Although we often focus on the ability of a skilled movement to be executed rapidly and with precisely replicated kinematics; motor skill is also characterized by the flexibility with which an action can be executed while reliably achieving a goal. For example, the ability to flexibly act with a range of vigor (e.g. amplitude, speed) is an essential aspect of skill. Several lines of evidence suggest that basal ganglia play a critical role in the purposive control of movement vigor in mammals. To study the circuit mechanisms underlying the control of movement vigor we developed behavioral paradigms to study precise movement kinematics in mice performing voluntary movements of a joystick. In a genetic model of Parkinson's disease we found that parkinsonian mice also exhibit a profound enervation of joystick movements. Subsequent work provided a mechanistic account of these deficits in the absence of dopamine: closed-loop optogenetic stimulation we showed that dopamine-dependent plasticity allows specific cell types in basal ganglia to exert a bidirectional, opponent control over movement vigor. Ongoing work in the lab seeks to understand the principles that govern how basal ganglia control movement vigor. For exmaple, how are competing demands for specificity and generalization balanced?
The work in our lab combines large-scale extracellular electrophysiology, optical recording, and intracellular electrophysiology with techniques to identify and perturb the activity of specific cell types and circuits in the mouse brain. This constellation of technical approaches requires significant development of hardware and software for data acquisition and analysis. We are also actively involved in developing and refining molecular tools that allow us to identify, target, and manipulate specific cell-types in concert with physiology. In our recent work we have helped to develop and validate the cell-type specific pharmacology in vivo using DARTs and developed a new class of optogenetic inhibitor exemplified by FLInChR.
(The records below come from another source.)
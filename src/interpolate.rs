//! `[token]` interpolation for path templates and status messages.
use std::collections::BTreeMap;
use std::sync::LazyLock;

use regex::{Captures, Regex};

use crate::error::ConfigError;

/// Matches `[token-name]`; names are ASCII letters, digits, `-` and `_`.
static TOKEN: LazyLock<Regex> = LazyLock::new(|| {
    #[allow(clippy::unwrap_used)] // literal pattern
    Regex::new(r"\[([A-Za-z0-9_-]+)\]").unwrap()
});

/// Token table used to render templates such as
/// `"  - Copy [dest-rel-path] from [src-rel-path]"`.
///
/// # Examples
///
/// ```
/// use scaffold_files::interpolate::Interpolator;
///
/// let interpolator = Interpolator::new()
///     .with("dest-rel-path", "web/robots.txt")
///     .with("package-name", "acme/core");
///
/// assert_eq!(
///     interpolator.interpolate("[dest-rel-path] from [package-name]"),
///     "web/robots.txt from acme/core"
/// );
/// // Unknown tokens are left untouched.
/// assert_eq!(interpolator.interpolate("[web-root]/x"), "[web-root]/x");
/// ```
#[derive(Debug, Clone, Default, PartialEq, Eq)]
pub struct Interpolator {
    data: BTreeMap<String, String>,
}

impl Interpolator {
    /// Create an empty interpolator.
    #[must_use]
    pub fn new() -> Self {
        Self::default()
    }

    /// Builder form of [`set`](Self::set).
    #[must_use]
    pub fn with(mut self, token: impl Into<String>, value: impl Into<String>) -> Self {
        self.set(token, value);
        self
    }

    /// Set (or replace) the value for `token`.
    pub fn set(&mut self, token: impl Into<String>, value: impl Into<String>) {
        self.data.insert(token.into(), value.into());
    }

    /// Value currently bound to `token`.
    #[must_use]
    pub fn get(&self, token: &str) -> Option<&str> {
        self.data.get(token).map(String::as_str)
    }

    /// Render `template`, leaving unknown tokens verbatim.
    #[must_use]
    pub fn interpolate(&self, template: &str) -> String {
        TOKEN
            .replace_all(template, |caps: &Captures<'_>| {
                let whole = caps.get(0).map_or("", |m| m.as_str());
                let name = caps.get(1).map_or("", |m| m.as_str());
                self.data
                    .get(name)
                    .map_or_else(|| whole.to_string(), Clone::clone)
            })
            .into_owned()
    }

    /// Render `template`, failing on the first token without a value.
    ///
    /// # Errors
    ///
    /// Returns [`ConfigError::MissingToken`] naming the unknown token.
    pub fn try_interpolate(&self, template: &str) -> Result<String, ConfigError> {
        if let Some(missing) = find_tokens(template)
            .into_iter()
            .find(|token| !self.data.contains_key(*token))
        {
            return Err(ConfigError::MissingToken {
                token: missing.to_string(),
                template: template.to_string(),
            });
        }
        Ok(self.interpolate(template))
    }
}

/// Token names referenced by `template`, in order of appearance.
#[must_use]
pub fn find_tokens(template: &str) -> Vec<&str> {
    TOKEN
        .captures_iter(template)
        .filter_map(|caps| caps.get(1).map(|m| m.as_str()))
        .collect()
}
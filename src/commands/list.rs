//! Command: show the resolved destination owners.
use anyhow::Result;

use super::CommandSetup;
use crate::cli::{GlobalOpts, ListOpts};
use crate::logging::Log;
use crate::scaffold::{ResolvedCollection, ScaffoldFile};

/// Run the list command. Nothing is written.
///
/// # Errors
///
/// Returns an error if the manifest cannot be loaded or resolved.
pub fn run(global: &GlobalOpts, opts: &ListOpts, log: &dyn Log) -> Result<()> {
    let setup = CommandSetup::init(global, log)?;
    log.stage("Scaffold files");
    for line in listing(&setup.collection, opts.all) {
        log.info(&line);
    }
    Ok(())
}

/// One line per live destination (and, with `all`, per overridden one):
/// `<dest> <verb> by <package>` plus the package it displaced.
#[must_use]
pub fn listing(collection: &ResolvedCollection, all: bool) -> Vec<String> {
    if !all {
        return collection.live_files().map(live_line).collect();
    }
    let mut lines = Vec::new();
    for group in collection.packages() {
        for file in group.files() {
            if collection.is_live(file) {
                lines.push(live_line(file));
            } else {
                let dest = file.destination().rel_path();
                let winner = collection.live_owner(dest).unwrap_or("?");
                lines.push(format!("  {dest} ({} overridden in {winner})", group.name()));
            }
        }
    }
    lines
}

fn live_line(file: &ScaffoldFile) -> String {
    let mut line = format!(
        "  {} ({} by {})",
        file.destination().rel_path(),
        file.operation().kind_label(),
        file.package_name()
    );
    if let Some(previous) = file.overrides() {
        line.push_str(", overrides ");
        line.push_str(previous);
    }
    line
}
//! Disabled destination.
use super::{Applicable, Applied, ResourceChange, SKIP_TEMPLATE, interpolator_for};
use crate::error::OperationError;
use crate::operations::FileSystemOps;
use crate::scaffold::path::ScaffoldFilePath;

/// A destination the winning package explicitly disabled.
#[derive(Debug, Clone, PartialEq, Eq)]
pub struct SkipOp {
    /// Destination left untouched.
    pub destination: ScaffoldFilePath,
}

impl SkipOp {
    /// Create a skip operation.
    #[must_use]
    pub const fn new(destination: ScaffoldFilePath) -> Self {
        Self { destination }
    }
}

impl Applicable for SkipOp {
    fn describe(&self) -> String {
        interpolator_for(&self.destination, None).interpolate(SKIP_TEMPLATE)
    }

    fn apply(&self, fs: &dyn FileSystemOps) -> Result<Applied, OperationError> {
        Ok(self.preview(fs))
    }

    fn preview(&self, _fs: &dyn FileSystemOps) -> Applied {
        Applied::new(
            ResourceChange::Skipped {
                reason: "disabled".to_string(),
            },
            self.describe(),
        )
    }
}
We draw heavily upon the expertise of many staff scientists and engineers in the jET, Virus Services, Transgenic Mouse Facility, and Scientific Computing. Some of the fruits of our labor can be found on the resources section of the website where there are details about how to recreate the hardware developed for our experiments and software available for download.
Systems neuroscience has had influential successes in the observation of neural activity that correlates with (represents) key elements (quantities, dynamics, etc.) computations that could implement such algorithms. In recent years it has become increasingly possible to manipulate activity in increasingly precise ways in attempts to demonstrate that these computations are causally related to the observed behavior. Mechanistic models of circuit computations ultimately require detailed understanding of how the biophysics of individual neurons and properties of connectivity implement observed computations. Drawing upon our background in cellular biophysics and synaptic plasticity, we also seek to articulate how biophysical properties of neurons, synaptic plasticity rules, and patterns of anatomical connectivity give rise to circuit computations. In recent work we have described how the reward prediction error correlate results from temporal integration of two dissociable pathways and how recurrent connectivity in substantia nigra implements feedback gain control.